# WORK ORDER
If a line in the listing includes the word "that", copy it out.

╭─ DATA SHOWN

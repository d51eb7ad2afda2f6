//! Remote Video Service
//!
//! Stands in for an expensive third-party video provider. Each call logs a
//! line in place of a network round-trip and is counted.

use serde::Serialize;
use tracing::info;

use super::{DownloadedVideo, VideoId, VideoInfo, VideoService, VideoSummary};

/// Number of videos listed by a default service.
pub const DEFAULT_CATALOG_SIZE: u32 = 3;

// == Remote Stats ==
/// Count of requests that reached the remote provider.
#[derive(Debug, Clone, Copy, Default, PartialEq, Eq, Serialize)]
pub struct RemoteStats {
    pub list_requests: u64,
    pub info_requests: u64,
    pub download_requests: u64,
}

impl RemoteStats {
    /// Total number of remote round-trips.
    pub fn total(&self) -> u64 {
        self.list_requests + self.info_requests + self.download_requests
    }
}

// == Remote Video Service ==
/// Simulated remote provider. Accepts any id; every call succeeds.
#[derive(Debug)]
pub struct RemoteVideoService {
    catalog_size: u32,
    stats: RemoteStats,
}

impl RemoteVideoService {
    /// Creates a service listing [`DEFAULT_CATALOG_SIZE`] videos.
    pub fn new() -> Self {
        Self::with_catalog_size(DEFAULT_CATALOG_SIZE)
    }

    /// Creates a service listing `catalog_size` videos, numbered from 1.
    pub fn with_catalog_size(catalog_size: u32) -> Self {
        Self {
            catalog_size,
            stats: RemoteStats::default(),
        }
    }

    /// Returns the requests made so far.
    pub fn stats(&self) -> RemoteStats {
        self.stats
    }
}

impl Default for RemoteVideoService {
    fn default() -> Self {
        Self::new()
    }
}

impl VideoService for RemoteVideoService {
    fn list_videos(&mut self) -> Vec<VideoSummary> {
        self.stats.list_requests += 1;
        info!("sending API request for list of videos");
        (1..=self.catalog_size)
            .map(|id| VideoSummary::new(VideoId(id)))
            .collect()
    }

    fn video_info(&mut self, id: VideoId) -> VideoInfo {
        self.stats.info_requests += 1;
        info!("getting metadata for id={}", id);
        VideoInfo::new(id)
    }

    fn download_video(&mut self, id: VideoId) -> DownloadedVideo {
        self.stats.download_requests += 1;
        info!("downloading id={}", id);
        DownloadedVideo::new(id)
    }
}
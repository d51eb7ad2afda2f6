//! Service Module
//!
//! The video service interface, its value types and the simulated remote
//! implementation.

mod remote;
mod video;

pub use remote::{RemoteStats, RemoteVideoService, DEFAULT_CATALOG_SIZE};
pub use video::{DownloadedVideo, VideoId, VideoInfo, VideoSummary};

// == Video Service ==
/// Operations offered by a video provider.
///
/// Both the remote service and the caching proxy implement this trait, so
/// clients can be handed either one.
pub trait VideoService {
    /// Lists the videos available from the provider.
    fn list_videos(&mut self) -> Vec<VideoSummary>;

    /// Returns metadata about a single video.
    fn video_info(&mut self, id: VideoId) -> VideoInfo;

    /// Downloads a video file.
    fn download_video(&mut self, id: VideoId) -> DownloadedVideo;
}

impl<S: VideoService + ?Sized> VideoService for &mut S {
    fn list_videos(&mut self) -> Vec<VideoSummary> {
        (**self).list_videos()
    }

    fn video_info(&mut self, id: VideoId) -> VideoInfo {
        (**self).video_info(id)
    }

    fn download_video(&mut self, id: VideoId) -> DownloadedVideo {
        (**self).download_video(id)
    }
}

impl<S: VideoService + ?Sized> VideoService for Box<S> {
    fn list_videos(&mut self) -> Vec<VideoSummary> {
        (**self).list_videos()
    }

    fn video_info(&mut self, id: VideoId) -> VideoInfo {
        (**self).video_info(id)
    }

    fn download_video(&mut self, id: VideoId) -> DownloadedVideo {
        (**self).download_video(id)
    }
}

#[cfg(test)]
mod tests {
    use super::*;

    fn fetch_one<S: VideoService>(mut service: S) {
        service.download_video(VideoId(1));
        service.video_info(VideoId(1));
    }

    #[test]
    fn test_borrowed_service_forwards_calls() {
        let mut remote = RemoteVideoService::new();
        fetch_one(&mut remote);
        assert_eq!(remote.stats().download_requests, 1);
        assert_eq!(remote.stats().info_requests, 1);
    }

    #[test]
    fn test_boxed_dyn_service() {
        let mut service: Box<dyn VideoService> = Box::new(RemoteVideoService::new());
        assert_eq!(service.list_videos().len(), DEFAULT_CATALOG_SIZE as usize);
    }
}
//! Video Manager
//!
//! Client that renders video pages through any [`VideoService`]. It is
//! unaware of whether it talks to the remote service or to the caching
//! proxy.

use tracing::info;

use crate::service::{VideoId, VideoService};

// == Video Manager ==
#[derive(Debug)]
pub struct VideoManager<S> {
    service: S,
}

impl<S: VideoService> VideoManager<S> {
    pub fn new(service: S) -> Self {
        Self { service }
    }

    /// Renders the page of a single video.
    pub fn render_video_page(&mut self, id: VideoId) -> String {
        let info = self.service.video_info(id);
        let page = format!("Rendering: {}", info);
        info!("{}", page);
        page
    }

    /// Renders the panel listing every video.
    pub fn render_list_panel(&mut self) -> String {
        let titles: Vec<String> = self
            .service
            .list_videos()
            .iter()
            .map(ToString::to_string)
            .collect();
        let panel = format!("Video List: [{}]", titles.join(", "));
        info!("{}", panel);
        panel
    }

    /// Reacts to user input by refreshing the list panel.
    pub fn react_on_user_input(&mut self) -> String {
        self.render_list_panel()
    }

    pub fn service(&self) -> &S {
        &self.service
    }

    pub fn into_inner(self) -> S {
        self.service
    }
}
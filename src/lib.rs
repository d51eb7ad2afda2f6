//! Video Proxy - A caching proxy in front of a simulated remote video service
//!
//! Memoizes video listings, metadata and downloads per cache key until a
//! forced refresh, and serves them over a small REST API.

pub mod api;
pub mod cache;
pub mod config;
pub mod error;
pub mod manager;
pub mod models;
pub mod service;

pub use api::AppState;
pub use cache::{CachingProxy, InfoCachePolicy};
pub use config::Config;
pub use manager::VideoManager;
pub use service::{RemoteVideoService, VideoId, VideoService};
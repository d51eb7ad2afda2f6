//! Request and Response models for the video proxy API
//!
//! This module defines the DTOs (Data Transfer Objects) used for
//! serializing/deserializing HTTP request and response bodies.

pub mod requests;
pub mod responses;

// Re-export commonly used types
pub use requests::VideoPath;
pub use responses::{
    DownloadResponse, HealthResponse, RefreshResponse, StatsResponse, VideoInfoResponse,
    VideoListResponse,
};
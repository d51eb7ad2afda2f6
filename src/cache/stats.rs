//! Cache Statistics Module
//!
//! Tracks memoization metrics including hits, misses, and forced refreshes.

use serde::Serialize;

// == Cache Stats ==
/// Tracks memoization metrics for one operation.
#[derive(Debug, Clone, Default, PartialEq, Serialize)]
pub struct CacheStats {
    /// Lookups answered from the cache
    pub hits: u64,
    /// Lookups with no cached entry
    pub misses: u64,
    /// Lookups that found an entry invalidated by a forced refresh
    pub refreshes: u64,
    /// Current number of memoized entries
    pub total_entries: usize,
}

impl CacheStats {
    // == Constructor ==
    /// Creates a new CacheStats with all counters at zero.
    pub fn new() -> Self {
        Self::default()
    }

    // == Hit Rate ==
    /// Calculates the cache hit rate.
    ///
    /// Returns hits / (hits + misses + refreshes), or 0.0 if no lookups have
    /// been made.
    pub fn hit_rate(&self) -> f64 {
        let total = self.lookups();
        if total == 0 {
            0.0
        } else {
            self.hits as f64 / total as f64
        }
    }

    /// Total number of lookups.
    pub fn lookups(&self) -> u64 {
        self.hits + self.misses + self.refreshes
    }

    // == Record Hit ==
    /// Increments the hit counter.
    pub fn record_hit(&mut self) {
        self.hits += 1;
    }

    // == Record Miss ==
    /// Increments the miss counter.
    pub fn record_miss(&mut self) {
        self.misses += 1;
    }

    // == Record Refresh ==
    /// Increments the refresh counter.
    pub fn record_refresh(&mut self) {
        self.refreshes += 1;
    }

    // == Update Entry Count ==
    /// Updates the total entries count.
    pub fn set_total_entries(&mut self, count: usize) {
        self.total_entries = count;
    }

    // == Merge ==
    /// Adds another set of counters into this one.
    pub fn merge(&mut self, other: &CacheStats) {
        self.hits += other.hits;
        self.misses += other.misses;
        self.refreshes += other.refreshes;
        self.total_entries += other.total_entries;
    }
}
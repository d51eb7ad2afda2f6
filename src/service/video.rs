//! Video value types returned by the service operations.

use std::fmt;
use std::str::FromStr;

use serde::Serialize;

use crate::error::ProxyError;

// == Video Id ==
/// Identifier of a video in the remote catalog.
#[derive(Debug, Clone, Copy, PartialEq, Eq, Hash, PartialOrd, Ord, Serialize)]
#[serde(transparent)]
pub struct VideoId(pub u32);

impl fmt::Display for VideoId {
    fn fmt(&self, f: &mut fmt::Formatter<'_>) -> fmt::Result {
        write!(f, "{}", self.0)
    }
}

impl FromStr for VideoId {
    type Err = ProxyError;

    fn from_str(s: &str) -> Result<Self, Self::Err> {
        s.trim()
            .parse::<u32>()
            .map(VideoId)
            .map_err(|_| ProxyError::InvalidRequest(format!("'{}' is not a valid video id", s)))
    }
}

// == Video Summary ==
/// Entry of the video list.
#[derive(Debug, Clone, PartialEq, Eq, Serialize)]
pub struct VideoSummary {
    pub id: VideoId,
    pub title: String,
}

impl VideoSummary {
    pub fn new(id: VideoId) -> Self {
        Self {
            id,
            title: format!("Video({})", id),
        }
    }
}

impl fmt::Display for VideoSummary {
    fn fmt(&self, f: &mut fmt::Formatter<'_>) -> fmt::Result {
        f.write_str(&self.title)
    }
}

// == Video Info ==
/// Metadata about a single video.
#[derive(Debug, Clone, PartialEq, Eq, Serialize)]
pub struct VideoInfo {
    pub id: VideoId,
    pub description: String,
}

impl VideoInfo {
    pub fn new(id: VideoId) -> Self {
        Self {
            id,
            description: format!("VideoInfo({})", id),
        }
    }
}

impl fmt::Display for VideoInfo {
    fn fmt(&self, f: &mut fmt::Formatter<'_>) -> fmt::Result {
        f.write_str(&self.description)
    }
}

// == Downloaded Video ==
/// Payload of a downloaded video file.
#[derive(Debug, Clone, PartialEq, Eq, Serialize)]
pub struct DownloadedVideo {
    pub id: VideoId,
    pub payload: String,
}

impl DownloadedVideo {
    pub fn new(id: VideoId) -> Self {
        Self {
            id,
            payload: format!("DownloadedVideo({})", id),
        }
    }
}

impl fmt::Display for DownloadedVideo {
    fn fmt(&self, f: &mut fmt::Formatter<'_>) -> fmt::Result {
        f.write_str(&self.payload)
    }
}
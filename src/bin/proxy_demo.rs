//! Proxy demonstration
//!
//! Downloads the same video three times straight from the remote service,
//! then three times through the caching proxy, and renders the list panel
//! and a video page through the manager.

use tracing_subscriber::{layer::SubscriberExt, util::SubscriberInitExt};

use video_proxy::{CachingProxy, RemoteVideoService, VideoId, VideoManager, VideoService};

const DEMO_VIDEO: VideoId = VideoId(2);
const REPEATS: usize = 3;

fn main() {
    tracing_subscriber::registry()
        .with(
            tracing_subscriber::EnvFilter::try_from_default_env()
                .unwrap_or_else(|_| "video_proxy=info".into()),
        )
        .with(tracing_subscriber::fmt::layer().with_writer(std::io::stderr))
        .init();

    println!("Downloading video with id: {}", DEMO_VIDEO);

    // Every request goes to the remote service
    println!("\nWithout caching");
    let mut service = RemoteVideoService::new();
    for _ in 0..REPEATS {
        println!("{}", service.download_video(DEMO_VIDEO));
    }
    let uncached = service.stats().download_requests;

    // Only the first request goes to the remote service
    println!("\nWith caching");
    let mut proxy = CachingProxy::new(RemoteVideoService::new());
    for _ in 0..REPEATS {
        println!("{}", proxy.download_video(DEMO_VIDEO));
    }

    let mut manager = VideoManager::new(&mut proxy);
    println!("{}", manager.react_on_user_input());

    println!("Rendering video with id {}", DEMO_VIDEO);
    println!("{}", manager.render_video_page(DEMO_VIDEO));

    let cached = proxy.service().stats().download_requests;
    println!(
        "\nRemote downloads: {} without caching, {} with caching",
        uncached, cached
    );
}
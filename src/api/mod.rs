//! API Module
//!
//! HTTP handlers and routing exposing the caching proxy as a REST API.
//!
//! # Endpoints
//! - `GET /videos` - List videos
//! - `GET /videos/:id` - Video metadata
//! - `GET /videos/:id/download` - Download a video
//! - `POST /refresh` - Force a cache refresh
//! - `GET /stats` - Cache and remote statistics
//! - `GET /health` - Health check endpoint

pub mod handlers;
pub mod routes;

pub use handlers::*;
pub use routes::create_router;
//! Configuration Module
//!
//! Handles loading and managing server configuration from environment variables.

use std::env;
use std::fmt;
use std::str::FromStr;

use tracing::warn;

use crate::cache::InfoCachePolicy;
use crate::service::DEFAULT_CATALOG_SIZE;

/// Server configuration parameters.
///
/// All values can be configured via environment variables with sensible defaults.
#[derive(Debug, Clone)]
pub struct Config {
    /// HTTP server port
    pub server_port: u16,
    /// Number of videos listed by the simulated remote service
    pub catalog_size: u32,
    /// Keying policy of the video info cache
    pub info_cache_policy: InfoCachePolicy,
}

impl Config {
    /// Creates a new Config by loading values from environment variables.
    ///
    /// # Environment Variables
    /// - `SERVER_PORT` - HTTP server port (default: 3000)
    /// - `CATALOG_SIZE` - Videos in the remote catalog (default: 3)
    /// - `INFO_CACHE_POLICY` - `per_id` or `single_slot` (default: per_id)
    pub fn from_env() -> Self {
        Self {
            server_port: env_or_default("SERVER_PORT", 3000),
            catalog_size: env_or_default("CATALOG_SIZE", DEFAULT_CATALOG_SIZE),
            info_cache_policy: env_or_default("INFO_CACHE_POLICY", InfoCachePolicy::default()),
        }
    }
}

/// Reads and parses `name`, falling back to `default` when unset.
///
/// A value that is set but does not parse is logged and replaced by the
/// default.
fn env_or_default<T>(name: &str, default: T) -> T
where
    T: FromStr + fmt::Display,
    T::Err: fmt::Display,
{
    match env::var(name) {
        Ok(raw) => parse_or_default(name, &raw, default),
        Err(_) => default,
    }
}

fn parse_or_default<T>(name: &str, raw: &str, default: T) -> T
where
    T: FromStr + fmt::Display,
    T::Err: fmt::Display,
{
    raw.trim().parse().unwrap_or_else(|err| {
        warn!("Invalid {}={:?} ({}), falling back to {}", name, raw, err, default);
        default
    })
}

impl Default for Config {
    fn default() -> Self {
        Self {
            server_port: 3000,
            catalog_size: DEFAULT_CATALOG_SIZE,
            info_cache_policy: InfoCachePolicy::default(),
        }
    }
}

╰─

# EXPECTED ANSWER
/// Count of requests that reached the remote provider.
//! Client that renders video pages through any [`VideoService`]. It is
    /// Lookups that found an entry invalidated by a forced refresh
/// A value that is set but does not parse is logged and replaced by the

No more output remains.